SUMMARY Inappropriate CD4+ T helper (Th) differentiation can compromise host immunity or promote autoimmune disease. To identify disease-relevant regulators of T cell fate, we examined mutations that modify risk for multiple sclerosis (MS), a canonical organ-specific autoimmune disease. This analysis identified a role for Zinc finger E-box-binding homeobox (ZEB1). Deletion of ZEB1 protects against experimental autoimmune encephalitis (EAE), a mouse model of multiple sclerosis (MS). Mechanistically, ZEB1 in CD4+ T cells is required for pathogenic Th1 and Th17 differentiation. Genomic analyses of paired human and mouse expression data elucidated an unexpected role for ZEB1 in JAK-STAT signaling. ZEB1 inhibits miR-101-3p that represses JAK2 expression, STAT3/STAT4 phosphorylation, and subsequent expression of interleukin-17 (IL-17) and interferon gamma (IFN-γ).
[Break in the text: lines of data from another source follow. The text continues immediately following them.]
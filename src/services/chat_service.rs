use crate::models::{IdentityUser, MessageRecord, UserRecord, UserStatus, MESSAGES_COLLECTION, USERS_COLLECTION};
use crate::services::document_store::{FieldFilter, Fields, Query};
use crate::services::push::PushNotification;
use crate::state::AppState;
use crate::utils::AppError;
use bcrypt::BcryptError;
use chrono::{SecondsFormat, Utc};
use serde::{Deserialize, Serialize};
use serde_json::Value;

pub const NOTIFICATION_TITLE: &str = "New Message";

// Request/Response structures
#[derive(Debug, Deserialize, utoipa::ToSchema)]
pub struct CredentialsRequest {
    pub email: Option<String>,
    pub password: Option<String>,
}

#[derive(Debug, Deserialize, utoipa::ToSchema)]
pub struct LogoutRequest {
    pub uid: Option<String>,
}

#[derive(Debug, Deserialize, utoipa::ToSchema)]
#[serde(rename_all = "camelCase")]
pub struct SendMessageRequest {
    pub sender_uid: Option<String>,
    pub receiver_uid: Option<String>,
    pub message: Option<String>,
}

#[derive(Debug, Deserialize, utoipa::IntoParams)]
#[serde(rename_all = "camelCase")]
#[into_params(parameter_in = Query)]
pub struct ConversationQuery {
    pub user1_uid: Option<String>,
    pub user2_uid: Option<String>,
}

#[derive(Debug, Serialize, utoipa::ToSchema)]
#[serde(rename_all = "camelCase")]
pub struct RegisterResponse {
    pub message: String,
    pub user_record: IdentityUser,
}

#[derive(Debug, Serialize, utoipa::ToSchema)]
pub struct LoginResponse {
    pub message: String,
    pub token: String,
}

#[derive(Debug, Serialize, utoipa::ToSchema)]
pub struct MessageResponse {
    pub message: String,
}

#[derive(Debug, Serialize, utoipa::ToSchema)]
pub struct MessagesResponse {
    /// Stored message documents, fields as written
    #[schema(value_type = Vec<Object>)]
    pub messages: Vec<Value>,
}

fn required<'a>(value: &'a Option<String>, field: &str) -> Result<&'a str, AppError> {
    match value.as_deref() {
        Some(v) if !v.is_empty() => Ok(v),
        _ => Err(AppError::Validation(format!("{} is required", field))),
    }
}

fn to_fields<T: Serialize>(value: &T) -> Result<Fields, AppError> {
    match serde_json::to_value(value) {
        Ok(Value::Object(fields)) => Ok(fields),
        Ok(_) => Err(AppError::Internal("Record did not serialize to an object".to_string())),
        Err(e) => Err(AppError::Internal(format!("Failed to serialize record: {}", e))),
    }
}

/// Current time as ISO-8601 UTC with millisecond precision.
pub fn now_timestamp() -> String {
    Utc::now().to_rfc3339_opts(SecondsFormat::Millis, true)
}

async fn hash_password(password: &str, cost: u32) -> Result<String, AppError> {
    let password = password.to_string();
    tokio::task::spawn_blocking(move || bcrypt::hash(password, cost))
        .await
        .map_err(|e| AppError::Internal(format!("Password hashing task failed: {}", e)))?
        .map_err(AppError::from)
}

async fn verify_password(password: &str, hash: &str) -> Result<bool, AppError> {
    let password = password.to_string();
    let hash = hash.to_string();
    let verified = tokio::task::spawn_blocking(move || bcrypt::verify(password, &hash))
        .await
        .map_err(|e| AppError::Internal(format!("Password verification task failed: {}", e)))?;

    match verified {
        Ok(matches) => Ok(matches),
        // A stored value that is not a bcrypt hash never matches
        Err(
            BcryptError::InvalidHash(_)
            | BcryptError::InvalidPrefix(_)
            | BcryptError::InvalidCost(_)
            | BcryptError::InvalidBase64(_),
        ) => Ok(false),
        Err(e) => Err(AppError::Internal(format!("Password verification error: {}", e))),
    }
}

// User registration
pub async fn register(state: &AppState, request: &CredentialsRequest) -> Result<RegisterResponse, AppError> {
    let email = required(&request.email, "email")?;
    let password = required(&request.password, "password")?;

    let user = state.identity.create_user(email, password).await?;

    let hashed_password = hash_password(password, state.password_cost).await?;
    let record = UserRecord::new(user.email.clone(), hashed_password, now_timestamp());

    // No rollback: a failure here leaves the identity account without a user document
    state
        .store
        .set(USERS_COLLECTION, &user.uid, to_fields(&record)?)
        .await?;

    Ok(RegisterResponse {
        message: "User registered successfully!".to_string(),
        user_record: user,
    })
}

// User login
pub async fn login(state: &AppState, request: &CredentialsRequest) -> Result<LoginResponse, AppError> {
    let email = required(&request.email, "email")?;
    let password = required(&request.password, "password")?;

    let user = state.identity.get_user_by_email(email).await?;

    let user_doc = state
        .store
        .get(USERS_COLLECTION, &user.uid)
        .await?
        .ok_or_else(|| AppError::NotFound("User not found".to_string()))?;

    let stored_hash = user_doc
        .fields
        .get("password")
        .and_then(Value::as_str)
        .ok_or_else(|| AppError::Validation("Stored password hash is missing".to_string()))?;

    if !verify_password(password, stored_hash).await? {
        return Err(AppError::Auth("Invalid login details".to_string()));
    }

    let token = state.identity.create_custom_token(&user.uid).await?;

    Ok(LoginResponse {
        message: "Login successful!".to_string(),
        token,
    })
}

/// Marks the user offline. The caller's ownership of `uid` is not checked.
pub async fn logout(state: &AppState, request: &LogoutRequest) -> Result<MessageResponse, AppError> {
    let uid = required(&request.uid, "uid")?;

    let mut fields = Fields::new();
    fields.insert("status".to_string(), Value::from(UserStatus::Offline.as_str()));
    state.store.update(USERS_COLLECTION, uid, fields).await?;

    Ok(MessageResponse {
        message: "User logged out and status updated to offline".to_string(),
    })
}

pub async fn send_message(state: &AppState, request: &SendMessageRequest) -> Result<MessageResponse, AppError> {
    let sender_uid = required(&request.sender_uid, "senderUid")?;
    let receiver_uid = required(&request.receiver_uid, "receiverUid")?;
    let text = required(&request.message, "message")?;

    let record = MessageRecord {
        sender_uid: sender_uid.to_string(),
        receiver_uid: receiver_uid.to_string(),
        message: text.to_string(),
        timestamp: now_timestamp(),
    };
    state.store.add(MESSAGES_COLLECTION, to_fields(&record)?).await?;

    let receiver = match state.store.get(USERS_COLLECTION, receiver_uid).await? {
        Some(doc) => doc,
        None => {
            log::debug!("Receiver {} has no user document, skipping notification", receiver_uid);
            return Ok(MessageResponse { message: "Message sent successfully!".to_string() });
        }
    };

    let push_token = receiver
        .fields
        .get("fcmToken")
        .and_then(Value::as_str)
        .filter(|token| !token.is_empty());

    if let Some(token) = push_token {
        let notification = PushNotification {
            title: NOTIFICATION_TITLE.to_string(),
            body: text.to_string(),
        };
        if let Err(e) = state.push.send(&notification, token).await {
            log::warn!("⚠️ Push notification to {} failed: {}", receiver_uid, e);
        }
    }

    state
        .store
        .increment(USERS_COLLECTION, receiver_uid, "notifications", 1)
        .await?;

    Ok(MessageResponse {
        message: "Message sent successfully!".to_string(),
    })
}

/// Messages whose sender and receiver are both drawn from `{user1, user2}`, oldest first.
///
/// Same-user pairs (user1 -> user1) match too. Documents are returned as stored.
pub async fn get_messages(state: &AppState, query: &ConversationQuery) -> Result<MessagesResponse, AppError> {
    let (user1, user2) = match (query.user1_uid.as_deref(), query.user2_uid.as_deref()) {
        (Some(a), Some(b)) if !a.is_empty() && !b.is_empty() => (a, b),
        _ => return Err(AppError::MissingParameters("Missing required parameters".to_string())),
    };

    let mut participants = vec![Value::from(user1)];
    if user2 != user1 {
        participants.push(Value::from(user2));
    }

    let conversation = Query::collection(MESSAGES_COLLECTION)
        .filter(FieldFilter::field_in("senderUid", participants.clone()))
        .filter(FieldFilter::field_in("receiverUid", participants))
        .order_by("timestamp");

    let messages = state
        .store
        .query(&conversation)
        .await?
        .into_iter()
        .map(|doc| Value::Object(doc.fields))
        .collect();

    Ok(MessagesResponse { messages })
}

/// Every user document with its id, password hash included.
pub async fn list_users(state: &AppState) -> Result<Vec<Value>, AppError> {
    let users = state.store.list(USERS_COLLECTION).await.map_err(|e| {
        log::error!("❌ Error fetching users: {}", e);
        AppError::Internal("Error fetching users".to_string())
    })?;

    if users.is_empty() {
        return Err(AppError::NotFound("No users found".to_string()));
    }

    Ok(users.into_iter().map(|doc| doc.into_json_with_id()).collect())
}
Underscoring its clinical relevance, ZEB1 and JAK2 downregulation decreases pathogenic cytokines expression in T cells from MS patients. Moreover, a Food and Drug Administration (FDA)-approved JAK2 inhibitor is effective in EAE. Collectively, these findings identify a conserved, potentially targetable mechanism regulating disease-relevant inflammation.
Graphical Abstract
In brief Qian et al. show that ZEB1 is required for the development of the autoimmune disease multiple sclerosis (MS). ZEB1, a transcription factor, promotes JAK-STAT signaling during Th1/Th17 differentiation by repressing expression of a JAK2-targeting miRNA. ZEB1 and JAK2 are potentially clinically relevant therapeutic targets for MS.